Record set:
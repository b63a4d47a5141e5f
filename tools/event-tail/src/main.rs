mod config;

use anyhow::Context;
use event_bus::consumer_retry::RetryConfig;
use event_bus::{provision, EventBus, InMemoryBus, NatsBus, StreamSpec};
use event_consumer::{
    db, Consumer, ConsumerConfig, DeadLetterPolicy, IdempotencyLedger, InMemoryLedger, PgLedger,
};
use std::sync::Arc;
use std::time::Duration;
use tracing_subscriber::{layer::SubscriberExt, util::SubscriberInitExt, EnvFilter};

use config::{BusType, Config, LogFormat};

const DLQ_STREAM_MAX_AGE: Duration = Duration::from_secs(60 * 60 * 24 * 30);

#[tokio::main]
async fn main() -> anyhow::Result<()> {
    // Load environment variables from .env file (if present)
    dotenvy::dotenv().ok();

    let config = Config::from_env()?;
    init_tracing(config.log_format);

    tracing::info!(
        bus_type = ?config.bus_type,
        subject = %config.subject,
        durable_name = %config.durable_name,
        stream = %config.stream_name,
        "Starting event-tail"
    );

    let bus: Arc<dyn EventBus> = match config.bus_type {
        BusType::InMemory => {
            tracing::info!("Using InMemory event bus");
            Arc::new(InMemoryBus::new())
        }
        BusType::Nats => {
            tracing::info!("Connecting to NATS at {}", config.nats_url);
            let client = async_nats::connect(&config.nats_url)
                .await
                .context("Failed to connect to NATS")?;
            Arc::new(NatsBus::new(client))
        }
    };

    let dead_letter = DeadLetterPolicy {
        max_attempts: config.dlq_max_attempts,
        ..Default::default()
    };

    let streams = [
        StreamSpec::new(&config.stream_name, config.stream_subjects()).with_max_age(config.stream_max_age),
        StreamSpec::new("DLQ", [format!("{}.>", dead_letter.subject_prefix)]).with_max_age(DLQ_STREAM_MAX_AGE),
    ];
    provision(bus.as_ref(), &streams, &RetryConfig::default())
        .await
        .context("Failed to provision streams")?;

    let ledger: Arc<dyn IdempotencyLedger> = match &config.database_url {
        Some(url) => {
            tracing::info!("Connecting to ledger database...");
            let pool = db::init_pool(url).await.context("Failed to connect to database")?;
            let ledger = PgLedger::new(pool);
            ledger.migrate().await.context("Failed to run migrations")?;
            Arc::new(ledger)
        }
        None => {
            tracing::warn!("DATABASE_URL not set; processed events are forgotten on restart");
            Arc::new(InMemoryLedger::new())
        }
    };

    let consumer = Consumer::<serde_json::Value>::bind(
        bus,
        config.subject.clone(),
        config.durable_name.clone(),
        ledger,
        |ctx, envelope| async move {
            tracing::info!(
                event_id = %envelope.id(),
                event_type = %envelope.event_type(),
                source = %envelope.source(),
                occurred_at = %envelope.occurred_at(),
                trace_id = %ctx.trace_id(),
                correlation_id = %ctx.correlation_id(),
                causation_id = %ctx.causation_id(),
                payload = %envelope.payload(),
                "Event received"
            );
            Ok(())
        },
    )
    .with_config(ConsumerConfig {
        max_in_flight: config.max_in_flight,
        dead_letter,
    });

    let shutdown = consumer.shutdown_token();
    tokio::spawn(async move {
        if tokio::signal::ctrl_c().await.is_ok() {
            tracing::info!("Shutdown signal received, draining in-flight events");
            shutdown.cancel();
        }
    });

    consumer.start().await?;
    Ok(())
}

fn init_tracing(format: LogFormat) {
    let filter = EnvFilter::try_from_default_env().unwrap_or_else(|_| "info".into());
    let registry = tracing_subscriber::registry().with(filter);

    match format {
        LogFormat::Json => registry.with(tracing_subscriber::fmt::layer().json()).init(),
        LogFormat::Text => registry.with(tracing_subscriber::fmt::layer()).init(),
    }
}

Task item:
The whole listing should be restated word for word.

Result of this exercise:
repository b63a4d47a5141e5f
filename tools/event-tail/src/main.rs
mod config;

use anyhow::Context;
use event_bus::consumer_retry::RetryConfig;
use event_bus::{provision, EventBus, InMemoryBus, NatsBus, StreamSpec};
use event_consumer::{
    db, Consumer, ConsumerConfig, DeadLetterPolicy, IdempotencyLedger, InMemoryLedger, PgLedger,
};
use std::sync::Arc;
use std::time::Duration;
use tracing_subscriber::{layer::SubscriberExt, util::SubscriberInitExt, EnvFilter};

use config::{BusType, Config, LogFormat};

const DLQ_STREAM_MAX_AGE: Duration = Duration::from_secs(60 * 60 * 24 * 30);

#[tokio::main]
async fn main() -> anyhow::Result<()> {
    // Load environment variables from .env file (if present)
    dotenvy::dotenv().ok();

    let config = Config::from_env()?;
    init_tracing(config.log_format);

    tracing::info!(
        bus_type = ?config.bus_type,
        subject = %config.subject,
        durable_name = %config.durable_name,
        stream = %config.stream_name,
        "Starting event-tail"
    );

    let bus: Arc<dyn EventBus> = match config.bus_type {
        BusType::InMemory => {
            tracing::info!("Using InMemory event bus");
            Arc::new(InMemoryBus::new())
        }
        BusType::Nats => {
            tracing::info!("Connecting to NATS at {}", config.nats_url);
            let client = async_nats::connect(&config.nats_url)
                .await
                .context("Failed to connect to NATS")?;
            Arc::new(NatsBus::new(client))
        }
    };

    let dead_letter = DeadLetterPolicy {
        max_attempts: config.dlq_max_attempts,
        ..Default::default()
    };

    let streams = [
        StreamSpec::new(&config.stream_name, config.stream_subjects()).with_max_age(config.stream_max_age),
        StreamSpec::new("DLQ", [format!("{}.>", dead_letter.subject_prefix)]).with_max_age(DLQ_STREAM_MAX_AGE),
    ];
    provision(bus.as_ref(), &streams, &RetryConfig::default())
        .await
        .context("Failed to provision streams")?;

    let ledger: Arc<dyn IdempotencyLedger> = match &config.database_url {
        Some(url) => {
            tracing::info!("Connecting to ledger database...");
            let pool = db::init_pool(url).await.context("Failed to connect to database")?;
            let ledger = PgLedger::new(pool);
            ledger.migrate().await.context("Failed to run migrations")?;
            Arc::new(ledger)
        }
        None => {
            tracing::warn!("DATABASE_URL not set; processed events are forgotten on restart");
            Arc::new(InMemoryLedger::new())
        }
    };

    let consumer = Consumer::<serde_json::Value>::bind(
        bus,
        config.subject.clone(),
        config.durable_name.clone(),
        ledger,
        |ctx, envelope| async move {
            tracing::info!(
                event_id = %envelope.id(),
                event_type = %envelope.event_type(),
                source = %envelope.source(),
                occurred_at = %envelope.occurred_at(),
                trace_id = %ctx.trace_id(),
                correlation_id = %ctx.correlation_id(),
                causation_id = %ctx.causation_id(),
                payload = %envelope.payload(),
                "Event received"
            );
            Ok(())
        },
    )
    .with_config(ConsumerConfig {
        max_in_flight: config.max_in_flight,
        dead_letter,
    });

    let shutdown = consumer.shutdown_token();
    tokio::spawn(async move {
        if tokio::signal::ctrl_c().await.is_ok() {
            tracing::info!("Shutdown signal received, draining in-flight events");
            shutdown.cancel();
        }
    });

    consumer.start().await?;
    Ok(())
}

fn init_tracing(format: LogFormat) {
    let filter = EnvFilter::try_from_default_env().unwrap_or_else(|_| "info".into());
    let registry = tracing_subscriber::registry().with(filter);

    match format {
        LogFormat::Json => registry.with(tracing_subscriber::fmt::layer().json()).init(),
        LogFormat::Text => registry.with(tracing_subscriber::fmt::layer()).init(),
    }
}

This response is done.